Critics point out that these farmers are, therefore, far from the poorest farmers and that they would be well off even without the “supposed” benefits of Fairtrade.
Griffiths notes that Fairtrade cooperatives receive money simply because they are labeled as Fairtrade and not because they aid disenfranchised farmers.
He outlines this argument later in his paper where he writes,
Fairtrade enthusiasts claim the ‘Honeypot Effect’ as a major benefit, that other organizations give money to cooperatives, just because they are Fairtrade. It is very tempting for an NGO, government, agency or donor government to deliver aid or charity through a cooperative that is already well managed, that already gets aid from other agencies, that have skilled and educated members, and that has a comfortable rest house for visitors. It is easier and faster to deliver health and education to a cooperative that has already spent a little money on building a clinic and a classroom, with the donor providing staff, equipment, books and medicines. It means that demonstrable results are easier to achieve in the short run. Fairtrade cooperatives expect to get funding from six to twelve other organizations. This means that money is diverted away from the neediest, causing Death and Destitution.
Here, Griffiths argues that Fairtrade cooperatives divert the donations from governments and NGOs which should be donated to marginalized farmers.
Fair trade movement in Canada
The popularity of Fair trade in Canada led to the establishment of Fairtrade Canada in 1997.
Fairtrade Canada is a non-profit organization certifying that Canadian products bearing the Fairtrade label must meet with international Fairtrade standards.
Fairtrade Canada also licenses Canadian companies that use the Fairtrade label on their products, and monitors companies to ensure that the labels are not used in a way that is misleading to the public.
The growth of the fair trade movement in Canada is well documented in a 2011 report issued by the Fairtrade Canada titled; Canadian Sales of (Labelled) Fairtrade Certified Products.
The report presents the following graphs which depict the growth of Fairtrade products in Canada.
As the above graphs indicate, there is a continual increase in the exchange of Fairtrade cocoa and coffee in Canada.

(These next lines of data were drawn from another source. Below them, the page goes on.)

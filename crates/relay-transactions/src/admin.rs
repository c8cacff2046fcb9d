//! Admin facade over transaction operations.
//!
//! The external admin surface calls these contracts; everything here is
//! a thin composition over the service so overrides stay audited.

use std::sync::Arc;

use chrono::{DateTime, Utc};
use serde_json::json;
use uuid::Uuid;

use relay_core::TransactionStatus;
use relay_db::models::{Transaction, TransactionHistory};

use crate::error::TransactionError;
use crate::service::TransactionService;

/// Query and override operations for operators.
pub struct AdminFacade {
    service: Arc<TransactionService>,
}

impl AdminFacade {
    #[must_use]
    pub fn new(service: Arc<TransactionService>) -> Self {
        Self { service }
    }

    #[must_use]
    pub fn service(&self) -> &TransactionService {
        &self.service
    }

    pub async fn get_transaction(&self, id: Uuid) -> Result<Transaction, TransactionError> {
        self.service.get(id).await
    }

    pub async fn get_history(
        &self,
        id: Uuid,
    ) -> Result<Vec<TransactionHistory>, TransactionError> {
        self.service.get_history(id).await
    }

    pub async fn search(
        &self,
        origin_system: Option<&str>,
        status: Option<TransactionStatus>,
        created_from: Option<DateTime<Utc>>,
        created_to: Option<DateTime<Utc>>,
        limit: i64,
        offset: i64,
    ) -> Result<Vec<Transaction>, TransactionError> {
        self.service
            .search(origin_system, status, created_from, created_to, limit, offset)
            .await
    }

    pub async fn stats(&self) -> Result<serde_json::Value, TransactionError> {
        self.service.stats().await
    }

    /// Status-transition counts over a time window.
    pub async fn period_statistics(
        &self,
        from: DateTime<Utc>,
        to: DateTime<Utc>,
    ) -> Result<serde_json::Value, TransactionError> {
        let transitions =
            TransactionHistory::transition_counts_between(self.service.pool(), from, to).await?;

        let by_status: serde_json::Map<String, serde_json::Value> = transitions
            .into_iter()
            .map(|t| (t.new_status, json!(t.count)))
            .collect();

        Ok(json!({
            "from": from,
            "to": to,
            "status_transitions": by_status,
        }))
    }

    /// Operator override to a target status, with notes.
    pub async fn resolve_transaction(
        &self,
        id: Uuid,
        target_status: TransactionStatus,
        notes: &str,
        admin_user: &str,
    ) -> Result<Transaction, TransactionError> {
        self.service
            .manually_handle(id, target_status, notes, admin_user)
            .await
    }

    /// Force a reconciliation of one transaction.
    pub async fn reconcile_transaction(&self, id: Uuid) -> Result<Transaction, TransactionError> {
        self.service.reconcile(id).await
    }
}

The growth of Fair trade sales in Canada partly stems from the actions of the Canadian Student Fair Trade Network in 2005.
Within the network, student groups actively promoted the principles of Fair trade and encouraged the public to purchase Fairtrade products. These student groups increased public awareness on the issue of Fair trade in the market place.
Several political parties in Canada also promote the principles of Fair trade.
New Democratic Party (NDP) Trade critic Peter Julian argues strongly in favour of a fair trade model.
Julian outlines his arguments in the article titled: NDP pushes for Fair trade and transparency in EU Deal, where he states
We must move toward a fair trade model that would actually benefit the citizens of Canada and the EU, rather than catering to a handful of big corporate interests.
Julian’s call for Fair trade policies is also echoed by the current leader of the Green Party, Elizabeth May.
May advocates that Canada should support Fair trade since it places human rights and environmental protection as a top priority.
May outlines her support for Fair trade in her article titled; 5.17 Trade and sovereignty, where she writes
The Green Party supports fair trade that puts sovereignty, human rights, and the environment first and not trade agreements that put the rights of multi-national corporations first. We recognize that trade is an important component of a sustainable economy but that it cannot hamper or undermine sovereign efforts to protect and enhance local quality of life and build local economies. The Green Party is about transforming − shifting mind sets, shifting taxes, shifting emphasis in trade from a failed free trade model to a proven fair trade model, and it is about shifting emphasis from global to local development.
As noted above, several Canadian politicians seek to reform the existing trade model.
Many individuals that want to reform the current trade system follow the Trade justice movement.